Les bloqueurs de pubs bientôt illégaux en Europe ? Un tournant inattendu en Allemagne

Depuis plus d’une décennie, une bataille judiciaire oppose le groupe de presse Axel Springer à Eyeo, l’éditeur d’Adblock Plus. Ce conflit, relancé récemment par une décision de la Cour fédérale allemande, pourrait marquer un tournant majeur pour l’avenir des bloqueurs de publicités en Allemagne, et potentiellement en Europe.

Axel Springer

Axel Springer, propriétaire de titres influents comme Bild et Die Welt, mène depuis 2015 une campagne acharnée contre les extensions qui bloquent les publicités en ligne. Estimant que ces outils nuisent à son modèle économique basé sur la publicité, le groupe multiplie les recours en justice pour tenter de les interdire.

Après plusieurs décisions défavorables, y compris sur le terrain du droit de la concurrence, Axel Springer a choisi une autre voie : celle du droit d’auteur. L’argument ? Les bloqueurs modifieraient le code HTML des pages web, qui constitue une part essentielle de leur contenu. Ces modifications, selon l’entreprise, s’apparenteraient à une altération non autorisée d’un programme protégé.

Une décision qui relance le débat

En 2023, la cour d’appel de Hambourg avait rejeté cette thèse, estimant que le recours à un bloqueur de publicités ne violait pas le droit d’auteur. Mais coup de théâtre en 2025 : la Cour fédérale allemande casse ce jugement, jugeant les motivations insuffisamment étayées. Elle renvoie donc l’affaire devant les juges pour une nouvelle analyse, notamment sur la nature juridique du code HTML et du traitement effectué par les navigateurs.

Ce revirement n’implique pas encore une interdiction, mais il réactive les risques juridiques pour les développeurs d’extensions de filtrage de contenu.

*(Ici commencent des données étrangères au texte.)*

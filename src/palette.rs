//! Fixed color palettes and random color selection.
//!
//! See [`random_color`] for the draw rules and [`ColorMode`] for the available sets.

use heapless::Vec;

use crate::pixel::{Pixel, colors, grey};
use crate::{Error, Result};

/// The twelve-hue color wheel, red first, in 30° steps.
///
/// Primary hues sit at every fourth entry, secondary hues at every second.
pub const HUES: [Pixel; 12] = [
    colors::RED,
    colors::ORANGE,
    colors::YELLOW,
    colors::CHARTREUSE,
    colors::GREEN,
    colors::AQUA,
    colors::CYAN,
    colors::AZURE,
    colors::BLUE,
    colors::VIOLET,
    colors::MAGENTA,
    colors::ROSE,
];

/// The monochrome ramp, black to white.
pub const GREYS: [Pixel; 5] = [
    colors::BLACK,
    colors::DARK_GREY,
    colors::GREY,
    colors::LT_GREY,
    colors::WHITE,
];

/// Largest named candidate set (twelve hues plus white).
pub const MAX_CANDIDATES: usize = HUES.len() + 1;

// ============================================================================
// RandomSource - Ambient randomness
// ============================================================================

/// A source of uniformly distributed 32-bit values.
///
/// Implement this for a hardware RNG on target. [`Lcg`] is a seeded software generator
/// for hosts and for reproducible pattern runs.
pub trait RandomSource {
    /// Next random value.
    fn next_u32(&mut self) -> u32;

    /// Uniform draw from `0..bound`.
    ///
    /// # Panics
    ///
    /// Panics if `bound` is zero.
    #[allow(
        clippy::arithmetic_side_effects,
        clippy::cast_possible_truncation,
        reason = "bound is checked non-zero; only the residue of the draw is kept"
    )]
    fn below(&mut self, bound: usize) -> usize {
        assert!(bound > 0, "random bound must be positive");
        self.next_u32() as usize % bound
    }

    /// Uniform random byte.
    fn next_u8(&mut self) -> u8 {
        self.next_u32().to_be_bytes()[0]
    }
}

impl<R: RandomSource + ?Sized> RandomSource for &mut R {
    fn next_u32(&mut self) -> u32 {
        (**self).next_u32()
    }
}

/// Linear congruential generator with the classic C `rand()` constants.
///
/// Each call to [`next_u32`](RandomSource::next_u32) advances the state twice and
/// keeps the high half of each step; the low bits of an LCG are poor.
#[derive(Clone, Copy, Debug, Eq, PartialEq)]
pub struct Lcg {
    state: u32,
}

impl Lcg {
    const MULTIPLIER: u32 = 1_103_515_245;
    const INCREMENT: u32 = 12_345;

    /// Create a generator from a seed.
    #[must_use]
    pub const fn new(seed: u32) -> Self {
        Self { state: seed }
    }

    /// Advance once and return the high half of the new state.
    const fn step(&mut self) -> [u8; 2] {
        self.state = self
            .state
            .wrapping_mul(Self::MULTIPLIER)
            .wrapping_add(Self::INCREMENT);
        let [top, upper, _, _] = self.state.to_be_bytes();
        [top, upper]
    }
}

impl RandomSource for Lcg {
    fn next_u32(&mut self) -> u32 {
        let [high_top, high_upper] = self.step();
        let [low_top, low_upper] = self.step();
        u32::from_be_bytes([high_top, high_upper, low_top, low_upper])
    }
}

// ============================================================================
// ColorMode - Which palette to draw from
// ============================================================================

/// Color set for [`random_color`].
///
/// The `*White` and [`GreyBlack`](Self::GreyBlack) variants add one extra color to
/// their base set; every member, extra included, is equally likely.
#[derive(Clone, Copy, Debug, Eq, Hash, PartialEq)]
#[cfg_attr(feature = "defmt", derive(defmt::Format))]
pub enum ColorMode {
    /// Red, green, or blue.
    Primary,
    /// [`Primary`](Self::Primary) or white.
    PrimaryWhite,
    /// Red, yellow, green, cyan, blue, or magenta.
    Secondary,
    /// [`Secondary`](Self::Secondary) or white.
    SecondaryWhite,
    /// Any of the twelve [`HUES`].
    Tertiary,
    /// [`Tertiary`](Self::Tertiary) or white.
    TertiaryWhite,
    /// Dark grey, grey, light grey, or white.
    Grey,
    /// [`Grey`](Self::Grey) or black.
    GreyBlack,
    /// Any of the 256 pure greys.
    AnyGrey,
    /// Any RGB value, each channel drawn independently.
    Any,
}

impl ColorMode {
    /// Number of color modes.
    pub const COUNT: usize = 10;

    /// All color modes in declaration order.
    pub const ALL: [Self; Self::COUNT] = [
        Self::Primary,
        Self::PrimaryWhite,
        Self::Secondary,
        Self::SecondaryWhite,
        Self::Tertiary,
        Self::TertiaryWhite,
        Self::Grey,
        Self::GreyBlack,
        Self::AnyGrey,
        Self::Any,
    ];

    /// Draw a mode uniformly at random.
    #[allow(clippy::indexing_slicing, reason = "`below` stays under its bound")]
    pub fn random(rng: &mut impl RandomSource) -> Self {
        Self::ALL[rng.below(Self::COUNT)]
    }

    const fn draw(self) -> Draw {
        match self {
            Self::Primary => Draw::Hues {
                stride: 4,
                with_white: false,
            },
            Self::PrimaryWhite => Draw::Hues {
                stride: 4,
                with_white: true,
            },
            Self::Secondary => Draw::Hues {
                stride: 2,
                with_white: false,
            },
            Self::SecondaryWhite => Draw::Hues {
                stride: 2,
                with_white: true,
            },
            Self::Tertiary => Draw::Hues {
                stride: 1,
                with_white: false,
            },
            Self::TertiaryWhite => Draw::Hues {
                stride: 1,
                with_white: true,
            },
            Self::Grey => Draw::Greys { with_black: false },
            Self::GreyBlack => Draw::Greys { with_black: true },
            Self::AnyGrey => Draw::AnyGrey,
            Self::Any => Draw::Any,
        }
    }

    /// The named colors this mode draws from, or `None` for
    /// [`AnyGrey`](Self::AnyGrey) and [`Any`](Self::Any).
    ///
    /// ```rust
    /// use galaxy_core::palette::ColorMode;
    /// use galaxy_core::pixel::colors;
    ///
    /// let set = ColorMode::PrimaryWhite.candidates().unwrap();
    /// assert_eq!(set.as_slice(), &[colors::RED, colors::GREEN, colors::BLUE, colors::WHITE]);
    /// assert!(ColorMode::Any.candidates().is_none());
    /// ```
    #[must_use]
    pub fn candidates(self) -> Option<Vec<Pixel, MAX_CANDIDATES>> {
        let mut set = Vec::new();
        match self.draw() {
            Draw::Hues { stride, with_white } => {
                set.extend(HUES.iter().step_by(stride).copied());
                if with_white {
                    set.extend(core::iter::once(colors::WHITE));
                }
            }
            Draw::Greys { with_black } => {
                set.extend(GREYS.iter().skip(usize::from(!with_black)).copied());
            }
            Draw::AnyGrey | Draw::Any => return None,
        }
        Some(set)
    }
}

/// How a [`ColorMode`] picks its colors.
#[derive(Clone, Copy)]
enum Draw {
    /// Every `stride`-th entry of [`HUES`], plus white when `with_white`.
    Hues { stride: usize, with_white: bool },
    /// [`GREYS`] from dark grey up, or from black up when `with_black`.
    Greys { with_black: bool },
    AnyGrey,
    Any,
}

impl TryFrom<usize> for ColorMode {
    type Error = Error;

    fn try_from(index: usize) -> Result<Self> {
        Self::ALL
            .get(index)
            .copied()
            .ok_or(Error::ColorModeOutOfRange(index))
    }
}

/// Draw one color from the set selected by `mode`.
///
/// Pure apart from advancing `rng`; the buffer is never touched.
///
/// ```rust
/// use galaxy_core::palette::{ColorMode, Lcg, random_color};
///
/// let mut rng = Lcg::new(25);
/// let color = random_color(ColorMode::Secondary, &mut rng);
/// assert!(ColorMode::Secondary.candidates().unwrap().contains(&color));
///
/// let shade = random_color(ColorMode::AnyGrey, &mut rng);
/// assert!(shade.r == shade.g && shade.g == shade.b);
/// ```
#[allow(
    clippy::arithmetic_side_effects,
    clippy::indexing_slicing,
    reason = "strides are non-zero and every draw stays below the set it indexes"
)]
pub fn random_color(mode: ColorMode, rng: &mut impl RandomSource) -> Pixel {
    match mode.draw() {
        Draw::Hues { stride, with_white } => {
            let hue_count = HUES.len() / stride;
            let draw = rng.below(hue_count + usize::from(with_white));
            // The draw one past the last hue is the extra white.
            HUES.get(draw * stride).copied().unwrap_or(colors::WHITE)
        }
        Draw::Greys { with_black } => {
            let first = usize::from(!with_black);
            GREYS[first + rng.below(GREYS.len() - first)]
        }
        Draw::AnyGrey => grey(rng.next_u8()),
        Draw::Any => Pixel::new(rng.next_u8(), rng.next_u8(), rng.next_u8()),
    }
}
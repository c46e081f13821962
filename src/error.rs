//! Crate-wide error type.

/// A specialized [`Result`](core::result::Result) for galaxy operations.
pub type Result<T, E = Error> = core::result::Result<T, E>;

/// Errors raised while building galaxy values from runtime data.
///
/// Topology and index errors on const-sized buffers are not represented here: a
/// bad pixel count is rejected at compile time and an out-of-range index panics.
#[derive(Clone, Copy, Debug, Eq, PartialEq, derive_more::Display, derive_more::Error)]
#[cfg_attr(feature = "defmt", derive(defmt::Format))]
pub enum Error {
    /// A pixel slice did not match the buffer length.
    #[display("expected {expected} pixels, got {actual}")]
    LengthMismatch {
        /// Length of the destination buffer.
        expected: usize,
        /// Length of the slice supplied.
        actual: usize,
    },
    /// Channel index outside `0..3`.
    #[display("channel index {_0} out of range")]
    ChannelIndexOutOfRange(#[error(not(source))] usize),
    /// Color mode index outside the known modes.
    #[display("color mode index {_0} out of range")]
    ColorModeOutOfRange(#[error(not(source))] usize),
    /// A pattern driver needs at least one pattern to run.
    #[display("pattern list is empty")]
    EmptyPatternList,
    /// More patterns than the driver has room for.
    #[display("more than {_0} patterns")]
    TooManyPatterns(#[error(not(source))] usize),
    /// Bus baud rate must be positive.
    #[display("baud rate must be non-zero")]
    BaudRateZero,
}
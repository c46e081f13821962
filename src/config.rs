//! Runtime settings for driving the galaxy.
//!
//! The topology itself (pixel count, chip addresses) is fixed at compile time; see
//! [`buffer`](crate::buffer) and [`wire::layout`](crate::wire::layout).

use embassy_time::Duration;

use crate::wire::bit_bang::BAUD_RATE_DEFAULT;
use crate::wire::{BITS_PER_BYTE, FRAME_BYTES, frame_duration};
use crate::{Error, Result};

/// Default seed for the pattern driver's random source.
pub const SEED_DEFAULT: u32 = 25;

/// Default extra delay between pattern steps (none; the frame write paces the loop).
pub const STEP_DELAY_DEFAULT: Duration = Duration::from_micros(0);

/// Bus speed, pacing, and seed for a [`PatternDriver`](crate::driver::PatternDriver).
///
/// ```rust
/// use embassy_time::Duration;
/// use galaxy_core::config::GalaxyConfig;
///
/// let config = GalaxyConfig::DEFAULT
///     .with_step_delay(Duration::from_millis(5))
///     .with_seed(7);
/// config.validate().unwrap();
/// assert_eq!(config.max_frames_per_second().unwrap(), 46);
/// ```
#[derive(Clone, Copy, Debug, Eq, PartialEq)]
#[cfg_attr(feature = "defmt", derive(defmt::Format))]
pub struct GalaxyConfig {
    /// Serial bus speed in bits per second.
    pub baud_rate: u32,
    /// Extra blocking delay after each pattern step.
    pub step_delay: Duration,
    /// Seed for pattern selection.
    pub seed: u32,
}

impl GalaxyConfig {
    /// 69.4 kbaud, no extra step delay, seed 25.
    pub const DEFAULT: Self = Self {
        baud_rate: BAUD_RATE_DEFAULT,
        step_delay: STEP_DELAY_DEFAULT,
        seed: SEED_DEFAULT,
    };

    /// Replace the baud rate.
    #[must_use]
    pub const fn with_baud_rate(mut self, baud_rate: u32) -> Self {
        self.baud_rate = baud_rate;
        self
    }

    /// Replace the step delay.
    #[must_use]
    pub const fn with_step_delay(mut self, step_delay: Duration) -> Self {
        self.step_delay = step_delay;
        self
    }

    /// Replace the seed.
    #[must_use]
    pub const fn with_seed(mut self, seed: u32) -> Self {
        self.seed = seed;
        self
    }

    /// Check the settings can drive a bus.
    ///
    /// # Errors
    ///
    /// Returns [`Error::BaudRateZero`] for a zero baud rate.
    pub const fn validate(self) -> Result<()> {
        if self.baud_rate == 0 {
            return Err(Error::BaudRateZero);
        }
        Ok(())
    }

    /// Time to send one frame at this baud rate.
    ///
    /// # Errors
    ///
    /// Returns [`Error::BaudRateZero`] for a zero baud rate.
    pub fn frame_duration(self) -> Result<Duration> {
        frame_duration(self.baud_rate)
    }

    /// Whole frames per second the bus can carry.
    ///
    /// # Errors
    ///
    /// Returns [`Error::BaudRateZero`] for a zero baud rate.
    pub fn max_frames_per_second(self) -> Result<u32> {
        #[allow(
            clippy::cast_possible_truncation,
            reason = "frame bit count is a small constant"
        )]
        const FRAME_BITS: u32 = (FRAME_BYTES * BITS_PER_BYTE) as u32;
        self.validate()?;
        Ok(self.baud_rate / FRAME_BITS)
    }
}

impl Default for GalaxyConfig {
    fn default() -> Self {
        Self::DEFAULT
    }
}
//! Buffer-to-hardware mapping modes and the index arithmetic each one implies.
//!
//! The mode is not stored on the [`PixelBuffer`](crate::PixelBuffer). Callers pass it to
//! every [`shift`](crate::PixelBuffer::shift) and
//! [`transmit_frame`](crate::wire::Transmitter::transmit_frame) that operates on the same
//! logical frame.

/// How the pixel buffer is laid onto the two physical arms.
///
/// ```text
/// Physical galaxy, first arm tip -> center -> second arm tip (N = 42):
///
///   Mirrored:  0 1 .. 19 20 | 20 19 .. 1 0      (second half of the buffer unused)
///   Full:      0 1 .. 19 20 | 21 22 .. 40 41
/// ```
///
/// Both layouts share the first arm: buffer index `0` sits at the end cap and
/// index `N / 2 - 1` at the galaxy's center.
#[derive(Clone, Copy, Debug, Default, Eq, Hash, Ord, PartialEq, PartialOrd)]
#[cfg_attr(feature = "defmt", derive(defmt::Format))]
pub enum MappingMode {
    /// The first half of the buffer is written symmetrically to both arms.
    ///
    /// Transforms treat the two halves as independent, identically-patterned arms.
    Mirrored,
    /// The whole buffer is written as one continuous ring spanning both arms.
    #[default]
    Full,
}

impl MappingMode {
    /// Both modes.
    pub const ALL: [Self; 2] = [Self::Mirrored, Self::Full];

    /// Whether this is [`MappingMode::Mirrored`].
    #[must_use]
    pub const fn is_mirrored(self) -> bool {
        matches!(self, Self::Mirrored)
    }

    /// Number of distinct buffer pixels that reach the hardware.
    #[must_use]
    pub const fn visible_len<const N: usize>(self) -> usize {
        match self {
            Self::Mirrored => N / 2,
            Self::Full => N,
        }
    }

    /// Buffer index displayed at a physical position.
    ///
    /// Physical positions run from the first arm's tip (`0`), through the center, to
    /// the second arm's tip (`N - 1`). The first arm always shows the first half of
    /// the buffer; the second arm either continues the ring or mirrors the first.
    ///
    /// # Panics
    ///
    /// Panics if `position >= N`.
    #[must_use]
    #[allow(
        clippy::arithmetic_side_effects,
        reason = "position is checked below N"
    )]
    pub const fn source_index<const N: usize>(self, position: usize) -> usize {
        assert!(position < N, "physical position out of range");
        if position >= N / 2 && self.is_mirrored() {
            N - 1 - position
        } else {
            position
        }
    }

    /// Buffer index for every physical position, tip to tip.
    ///
    /// ```rust
    /// use galaxy_core::MappingMode;
    ///
    /// const FULL: [usize; 6] = MappingMode::Full.display_order::<6>();
    /// const MIRRORED: [usize; 6] = MappingMode::Mirrored.display_order::<6>();
    ///
    /// assert_eq!(FULL, [0, 1, 2, 3, 4, 5]);
    /// assert_eq!(MIRRORED, [0, 1, 2, 2, 1, 0]);
    /// ```
    #[must_use]
    #[allow(
        clippy::arithmetic_side_effects,
        clippy::indexing_slicing,
        reason = "the loop stays below N"
    )]
    pub const fn display_order<const N: usize>(self) -> [usize; N] {
        let mut order = [0; N];
        let mut position = 0;
        while position < N {
            order[position] = self.source_index::<N>(position);
            position += 1;
        }
        order
    }
}
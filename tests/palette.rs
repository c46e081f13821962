#![allow(missing_docs)]
//! Host-level tests for palettes and random color draws.

use std::collections::HashMap;

use galaxy_core::palette::{ColorMode, GREYS, HUES, Lcg, RandomSource, random_color};
use galaxy_core::pixel::colors;
use galaxy_core::{Error, Pixel};
use proptest::prelude::*;

const DRAWS: usize = 12_000;

fn histogram(mode: ColorMode, seed: u32) -> HashMap<Pixel, usize> {
    let mut rng = Lcg::new(seed);
    let mut counts = HashMap::new();
    for _ in 0..DRAWS {
        *counts.entry(random_color(mode, &mut rng)).or_insert(0) += 1;
    }
    counts
}

#[test]
fn named_sets_have_expected_members() {
    let set = |mode: ColorMode| mode.candidates().unwrap().to_vec();

    assert_eq!(set(ColorMode::Primary), [colors::RED, colors::GREEN, colors::BLUE]);
    assert_eq!(
        set(ColorMode::Secondary),
        [
            colors::RED,
            colors::YELLOW,
            colors::GREEN,
            colors::CYAN,
            colors::BLUE,
            colors::MAGENTA
        ]
    );
    assert_eq!(set(ColorMode::Tertiary), HUES);
    assert_eq!(set(ColorMode::TertiaryWhite).len(), 13);
    assert_eq!(set(ColorMode::SecondaryWhite).last(), Some(&colors::WHITE));
    assert_eq!(set(ColorMode::Grey), GREYS[1..]);
    assert_eq!(set(ColorMode::GreyBlack), GREYS);
    assert!(ColorMode::AnyGrey.candidates().is_none());
}

#[test]
fn named_modes_draw_every_member_roughly_uniformly() {
    for mode in ColorMode::ALL {
        let Some(candidates) = mode.candidates() else {
            continue;
        };
        let counts = histogram(mode, 25);
        assert_eq!(counts.len(), candidates.len(), "{mode:?} hit every member");

        let expected = DRAWS / candidates.len();
        for color in &candidates {
            let count = counts[color];
            assert!(
                count > expected * 3 / 4 && count < expected * 5 / 4,
                "{mode:?} drew {color:?} {count} times, expected about {expected}"
            );
        }
    }
}

#[test]
fn any_grey_draws_equal_channels_across_the_range() {
    let counts = histogram(ColorMode::AnyGrey, 99);
    assert!(counts.keys().all(|pixel| pixel.r == pixel.g && pixel.g == pixel.b));
    assert!(counts.len() > 200, "only {} distinct greys", counts.len());
}

#[test]
fn any_draws_channels_independently() {
    let counts = histogram(ColorMode::Any, 7);
    let unequal = counts
        .keys()
        .filter(|pixel| pixel.r != pixel.g || pixel.g != pixel.b)
        .count();
    assert!(unequal > counts.len() * 9 / 10);
}

#[test]
fn lcg_is_reproducible_from_its_seed() {
    let mut first = Lcg::new(25);
    let mut second = Lcg::new(25);
    let mut other = Lcg::new(26);
    let a: Vec<u32> = (0..8).map(|_| first.next_u32()).collect();
    let b: Vec<u32> = (0..8).map(|_| second.next_u32()).collect();
    let c: Vec<u32> = (0..8).map(|_| other.next_u32()).collect();
    assert_eq!(a, b);
    assert_ne!(a, c);
}

#[test]
fn random_mode_covers_every_mode() {
    let mut rng = Lcg::new(1);
    let mut seen = [false; ColorMode::COUNT];
    for _ in 0..1_000 {
        let mode = ColorMode::random(&mut rng);
        let index = ColorMode::ALL.iter().position(|each| *each == mode).unwrap();
        seen[index] = true;
    }
    assert!(seen.iter().all(|hit| *hit));
}

#[test]
fn color_mode_from_index() {
    assert_eq!(ColorMode::try_from(0), Ok(ColorMode::Primary));
    assert_eq!(ColorMode::try_from(9), Ok(ColorMode::Any));
    assert_eq!(ColorMode::try_from(10), Err(Error::ColorModeOutOfRange(10)));
}

/// Replays a fixed list of values, for pinning individual draws.
struct Replay<'a>(core::slice::Iter<'a, u32>);

impl RandomSource for Replay<'_> {
    fn next_u32(&mut self) -> u32 {
        self.0.next().copied().unwrap_or(0)
    }
}

#[test]
fn extra_member_is_the_last_draw() {
    assert_eq!(random_color(ColorMode::PrimaryWhite, &mut Replay([3].iter())), colors::WHITE);
    assert_eq!(random_color(ColorMode::PrimaryWhite, &mut Replay([2].iter())), colors::BLUE);
    assert_eq!(random_color(ColorMode::TertiaryWhite, &mut Replay([12].iter())), colors::WHITE);
    assert_eq!(random_color(ColorMode::GreyBlack, &mut Replay([0].iter())), colors::BLACK);
    assert_eq!(random_color(ColorMode::Grey, &mut Replay([0].iter())), colors::DARK_GREY);
}

#[test]
fn hue_draws_step_through_the_wheel() {
    let draw = |mode, value: u32| random_color(mode, &mut Replay([value].iter()));

    assert_eq!(draw(ColorMode::Primary, 1), colors::GREEN);
    assert_eq!(draw(ColorMode::Secondary, 1), colors::YELLOW);
    assert_eq!(draw(ColorMode::Secondary, 5), colors::MAGENTA);
    assert_eq!(draw(ColorMode::SecondaryWhite, 6), colors::WHITE);
    assert_eq!(draw(ColorMode::Tertiary, 11), colors::ROSE);
    assert_eq!(draw(ColorMode::Grey, 3), colors::WHITE);
    assert_eq!(draw(ColorMode::GreyBlack, 4), colors::WHITE);
}

proptest! {
    /// Every draw from a named mode is a member of that mode's set.
    #[test]
    fn named_draws_stay_in_their_set(seed in any::<u32>(), index in 0_usize..ColorMode::COUNT) {
        let mode = ColorMode::ALL[index];
        let mut rng = Lcg::new(seed);
        let color = random_color(mode, &mut rng);
        match mode.candidates() {
            Some(candidates) => prop_assert!(candidates.contains(&color)),
            None if mode == ColorMode::AnyGrey => {
                prop_assert!(color.r == color.g && color.g == color.b);
            }
            None => {}
        }
    }

    /// `below` never reaches its bound.
    #[test]
    fn below_stays_under_bound(seed in any::<u32>(), bound in 1_usize..1_000) {
        let mut rng = Lcg::new(seed);
        for _ in 0..16 {
            prop_assert!(rng.below(bound) < bound);
        }
    }
}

Et pourrait, à terme, servir de référence pour d’autres juridictions européennes.

Un enjeu juridique aux ramifications européennes

Le cœur du débat réside dans la qualification des modifications opérées par les bloqueurs : interfèrent-elles illégalement avec des programmes informatiques protégés ? Axel Springer avance que l’interaction avec le DOM (Document Object Model) ou les CSS (feuilles de style) équivaudrait à une reproduction ou une modification non autorisée selon la loi allemande sur le droit d’auteur.

Si les tribunaux de Hambourg concluent à une infraction, cela pourrait établir un précédent juridique. Certains redoutent que cette interprétation ne déborde le cas des bloqueurs de pub et menace d’autres outils essentiels, comme ceux destinés à améliorer l’accessibilité, la sécurité ou la protection de la vie privée sur le web.

Une fronde des défenseurs du web ouvert

Face à cette menace, les réactions ne se sont pas fait attendre. Mozilla, à l’origine du navigateur Firefox, a dénoncé une atteinte grave à la liberté de choix des utilisateurs. De son côté, Eyeo défend la légitimité des utilisateurs à personnaliser leur navigation. La société rappelle également que son modèle économique repose en partie sur un programme de publicités acceptables, tolérées sous certaines conditions par Adblock Plus.

Google lui-même a restreint les capacités techniques des bloqueurs sur ses navigateurs, poussant des solutions comme uBlock Origin à adapter leurs versions.

Mais les partisans d’un internet libre soulignent que bloquer les bloqueurs, c’est aussi restreindre l’autonomie des internautes, compromettre la protection contre les publicités malveillantes, et fragiliser l’innovation.

Vers un précédent dangereux ?

Si l’Allemagne venait à interdire les bloqueurs de publicité, elle serait la première démocratie à suivre une voie jusqu’ici réservée à des régimes autoritaires comme la Chine. Pour certains observateurs, une telle décision pourrait enfreindre les principes du droit européen, notamment ceux énoncés dans le traité sur le fonctionnement de l’Union européenne (TFUE).

L’avenir des bloqueurs de publicité se jouera donc à nouveau dans les prétoires, où la bataille s’annonce technique, longue et décisive pour l’écosystème numérique européen.